| YOUR OBJECTIVE |
Set down, please, exactly the lines below that run from the line with "usable came back" to the line with "repository 4b8d01d51cf9b336", both lines included.

----- DATA SHOWN

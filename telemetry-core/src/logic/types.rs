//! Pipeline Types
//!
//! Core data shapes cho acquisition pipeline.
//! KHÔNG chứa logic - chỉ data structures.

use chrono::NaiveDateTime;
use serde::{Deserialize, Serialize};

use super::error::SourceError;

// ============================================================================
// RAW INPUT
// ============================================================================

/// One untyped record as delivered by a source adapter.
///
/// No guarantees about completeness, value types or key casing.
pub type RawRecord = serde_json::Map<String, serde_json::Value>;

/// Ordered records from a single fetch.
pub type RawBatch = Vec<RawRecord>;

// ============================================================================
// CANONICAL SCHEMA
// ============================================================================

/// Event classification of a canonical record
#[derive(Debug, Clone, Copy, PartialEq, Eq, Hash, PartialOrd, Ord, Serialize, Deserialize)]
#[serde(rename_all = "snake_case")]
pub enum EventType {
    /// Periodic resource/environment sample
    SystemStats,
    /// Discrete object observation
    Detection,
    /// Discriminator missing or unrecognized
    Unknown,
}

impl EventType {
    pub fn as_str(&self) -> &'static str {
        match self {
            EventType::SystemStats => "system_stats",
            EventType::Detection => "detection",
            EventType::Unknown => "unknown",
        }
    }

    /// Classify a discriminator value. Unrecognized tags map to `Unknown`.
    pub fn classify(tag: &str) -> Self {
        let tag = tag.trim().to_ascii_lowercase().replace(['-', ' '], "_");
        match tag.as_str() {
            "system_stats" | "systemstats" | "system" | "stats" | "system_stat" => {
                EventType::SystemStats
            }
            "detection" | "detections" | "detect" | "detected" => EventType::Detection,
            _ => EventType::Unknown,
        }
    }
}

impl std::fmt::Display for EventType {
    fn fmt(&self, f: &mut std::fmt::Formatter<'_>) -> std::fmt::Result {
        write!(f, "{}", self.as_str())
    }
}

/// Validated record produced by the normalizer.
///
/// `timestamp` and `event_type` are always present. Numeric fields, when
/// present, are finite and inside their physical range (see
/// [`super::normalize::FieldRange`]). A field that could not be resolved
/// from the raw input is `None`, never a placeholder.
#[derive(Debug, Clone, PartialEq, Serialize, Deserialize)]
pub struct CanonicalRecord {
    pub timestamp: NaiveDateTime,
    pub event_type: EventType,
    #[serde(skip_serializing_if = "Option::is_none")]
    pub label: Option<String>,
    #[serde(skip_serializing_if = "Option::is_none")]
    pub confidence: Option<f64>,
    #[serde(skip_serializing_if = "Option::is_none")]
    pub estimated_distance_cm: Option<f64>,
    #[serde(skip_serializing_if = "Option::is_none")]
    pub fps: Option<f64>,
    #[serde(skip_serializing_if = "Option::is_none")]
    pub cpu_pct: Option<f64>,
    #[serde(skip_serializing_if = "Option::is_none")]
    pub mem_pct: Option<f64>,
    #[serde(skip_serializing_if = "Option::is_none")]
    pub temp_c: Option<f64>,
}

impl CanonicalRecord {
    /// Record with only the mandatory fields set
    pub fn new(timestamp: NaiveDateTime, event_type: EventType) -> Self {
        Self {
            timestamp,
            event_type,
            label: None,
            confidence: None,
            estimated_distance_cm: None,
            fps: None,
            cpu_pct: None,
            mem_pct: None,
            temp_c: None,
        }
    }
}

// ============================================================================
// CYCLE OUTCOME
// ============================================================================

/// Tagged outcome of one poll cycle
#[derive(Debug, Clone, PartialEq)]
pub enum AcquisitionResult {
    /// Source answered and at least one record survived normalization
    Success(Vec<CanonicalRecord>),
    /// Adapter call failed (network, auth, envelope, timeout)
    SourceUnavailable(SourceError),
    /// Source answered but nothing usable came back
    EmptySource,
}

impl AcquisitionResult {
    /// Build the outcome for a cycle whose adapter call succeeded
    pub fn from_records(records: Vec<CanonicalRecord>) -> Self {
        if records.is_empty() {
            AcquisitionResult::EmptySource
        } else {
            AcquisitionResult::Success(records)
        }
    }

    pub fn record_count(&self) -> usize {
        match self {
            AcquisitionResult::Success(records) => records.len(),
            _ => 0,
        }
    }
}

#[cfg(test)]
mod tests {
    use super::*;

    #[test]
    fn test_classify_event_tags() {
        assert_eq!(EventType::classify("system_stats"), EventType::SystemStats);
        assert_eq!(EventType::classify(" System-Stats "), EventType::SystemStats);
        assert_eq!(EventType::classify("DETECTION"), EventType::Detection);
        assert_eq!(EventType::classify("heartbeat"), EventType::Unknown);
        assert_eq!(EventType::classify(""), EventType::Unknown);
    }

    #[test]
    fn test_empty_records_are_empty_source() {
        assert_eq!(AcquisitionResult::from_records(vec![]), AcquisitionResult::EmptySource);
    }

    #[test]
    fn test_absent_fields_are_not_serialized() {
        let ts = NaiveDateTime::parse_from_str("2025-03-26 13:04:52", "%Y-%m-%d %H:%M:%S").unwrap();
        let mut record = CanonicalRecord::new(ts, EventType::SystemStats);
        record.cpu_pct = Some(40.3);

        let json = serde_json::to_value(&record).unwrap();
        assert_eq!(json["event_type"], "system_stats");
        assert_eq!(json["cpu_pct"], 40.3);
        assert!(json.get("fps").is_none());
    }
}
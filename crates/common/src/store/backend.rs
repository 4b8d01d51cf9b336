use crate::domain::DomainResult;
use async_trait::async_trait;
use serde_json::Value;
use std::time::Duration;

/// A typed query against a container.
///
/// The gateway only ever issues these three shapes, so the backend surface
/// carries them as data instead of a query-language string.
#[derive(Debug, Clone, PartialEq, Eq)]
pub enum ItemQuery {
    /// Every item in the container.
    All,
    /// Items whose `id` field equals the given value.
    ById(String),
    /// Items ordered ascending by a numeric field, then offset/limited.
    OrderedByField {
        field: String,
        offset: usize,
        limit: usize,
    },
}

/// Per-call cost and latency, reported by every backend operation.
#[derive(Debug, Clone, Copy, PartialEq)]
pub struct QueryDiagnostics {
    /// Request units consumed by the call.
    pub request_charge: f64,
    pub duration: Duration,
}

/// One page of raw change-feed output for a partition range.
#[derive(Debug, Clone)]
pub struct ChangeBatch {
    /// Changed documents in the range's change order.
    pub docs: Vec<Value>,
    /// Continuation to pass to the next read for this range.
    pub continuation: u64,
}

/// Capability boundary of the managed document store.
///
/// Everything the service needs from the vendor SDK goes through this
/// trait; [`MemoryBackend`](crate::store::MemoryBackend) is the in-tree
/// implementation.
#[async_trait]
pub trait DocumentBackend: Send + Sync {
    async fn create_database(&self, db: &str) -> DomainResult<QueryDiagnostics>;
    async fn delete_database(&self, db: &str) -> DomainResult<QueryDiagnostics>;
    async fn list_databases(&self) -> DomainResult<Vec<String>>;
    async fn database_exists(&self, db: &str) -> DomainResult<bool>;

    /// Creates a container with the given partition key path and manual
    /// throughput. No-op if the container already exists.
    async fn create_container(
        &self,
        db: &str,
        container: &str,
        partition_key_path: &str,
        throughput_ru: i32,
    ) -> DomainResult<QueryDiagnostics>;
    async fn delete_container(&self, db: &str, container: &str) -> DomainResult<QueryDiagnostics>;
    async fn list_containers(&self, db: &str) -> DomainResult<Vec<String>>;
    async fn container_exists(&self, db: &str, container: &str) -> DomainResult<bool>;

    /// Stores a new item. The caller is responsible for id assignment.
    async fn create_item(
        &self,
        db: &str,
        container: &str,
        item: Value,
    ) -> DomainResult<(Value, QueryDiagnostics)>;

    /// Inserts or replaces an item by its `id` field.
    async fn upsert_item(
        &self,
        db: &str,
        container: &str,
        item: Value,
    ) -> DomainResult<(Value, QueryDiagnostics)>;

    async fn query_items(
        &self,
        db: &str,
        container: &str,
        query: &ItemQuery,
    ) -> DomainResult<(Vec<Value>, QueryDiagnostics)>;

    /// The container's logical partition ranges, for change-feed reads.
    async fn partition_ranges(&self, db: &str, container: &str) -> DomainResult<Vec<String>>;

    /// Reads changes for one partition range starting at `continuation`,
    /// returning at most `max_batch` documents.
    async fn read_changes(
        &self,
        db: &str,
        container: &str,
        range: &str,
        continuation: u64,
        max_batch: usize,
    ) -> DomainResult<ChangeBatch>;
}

----------

| WRITTEN SOLUTION |
    /// Source answered but nothing usable came back
    EmptySource,
}

impl AcquisitionResult {
    /// Build the outcome for a cycle whose adapter call succeeded
    pub fn from_records(records: Vec<CanonicalRecord>) -> Self {
        if records.is_empty() {
            AcquisitionResult::EmptySource
        } else {
            AcquisitionResult::Success(records)
        }
    }

    pub fn record_count(&self) -> usize {
        match self {
            AcquisitionResult::Success(records) => records.len(),
            _ => 0,
        }
    }
}

#[cfg(test)]
mod tests {
    use super::*;

    #[test]
    fn test_classify_event_tags() {
        assert_eq!(EventType::classify("system_stats"), EventType::SystemStats);
        assert_eq!(EventType::classify(" System-Stats "), EventType::SystemStats);
        assert_eq!(EventType::classify("DETECTION"), EventType::Detection);
        assert_eq!(EventType::classify("heartbeat"), EventType::Unknown);
        assert_eq!(EventType::classify(""), EventType::Unknown);
    }

    #[test]
    fn test_empty_records_are_empty_source() {
        assert_eq!(AcquisitionResult::from_records(vec![]), AcquisitionResult::EmptySource);
    }

    #[test]
    fn test_absent_fields_are_not_serialized() {
        let ts = NaiveDateTime::parse_from_str("2025-03-26 13:04:52", "%Y-%m-%d %H:%M:%S").unwrap();
        let mut record = CanonicalRecord::new(ts, EventType::SystemStats);
        record.cpu_pct = Some(40.3);

        let json = serde_json::to_value(&record).unwrap();
        assert_eq!(json["event_type"], "system_stats");
        assert_eq!(json["cpu_pct"], 40.3);
        assert!(json.get("fps").is_none());
    }
}
filename crates/common/src/store/backend.rs
repository 4b8d01d51cf9b336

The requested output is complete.